### About this exercise
Lines with "report" in them are to be located in the listing below and copied.

### Dataset entries
-*-*-
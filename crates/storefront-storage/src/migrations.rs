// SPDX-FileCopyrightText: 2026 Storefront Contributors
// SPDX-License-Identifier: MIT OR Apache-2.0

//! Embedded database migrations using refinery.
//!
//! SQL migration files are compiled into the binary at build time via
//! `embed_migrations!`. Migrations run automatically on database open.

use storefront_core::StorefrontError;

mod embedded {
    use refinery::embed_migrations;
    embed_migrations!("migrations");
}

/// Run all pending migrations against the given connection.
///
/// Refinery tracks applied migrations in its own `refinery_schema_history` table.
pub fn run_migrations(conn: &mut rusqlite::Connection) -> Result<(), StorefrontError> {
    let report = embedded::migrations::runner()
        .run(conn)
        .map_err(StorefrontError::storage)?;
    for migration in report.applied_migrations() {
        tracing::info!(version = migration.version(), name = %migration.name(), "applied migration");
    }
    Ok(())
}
-*-*-
### Answer
    let report = embedded::migrations::runner()
    for migration in report.applied_migrations() {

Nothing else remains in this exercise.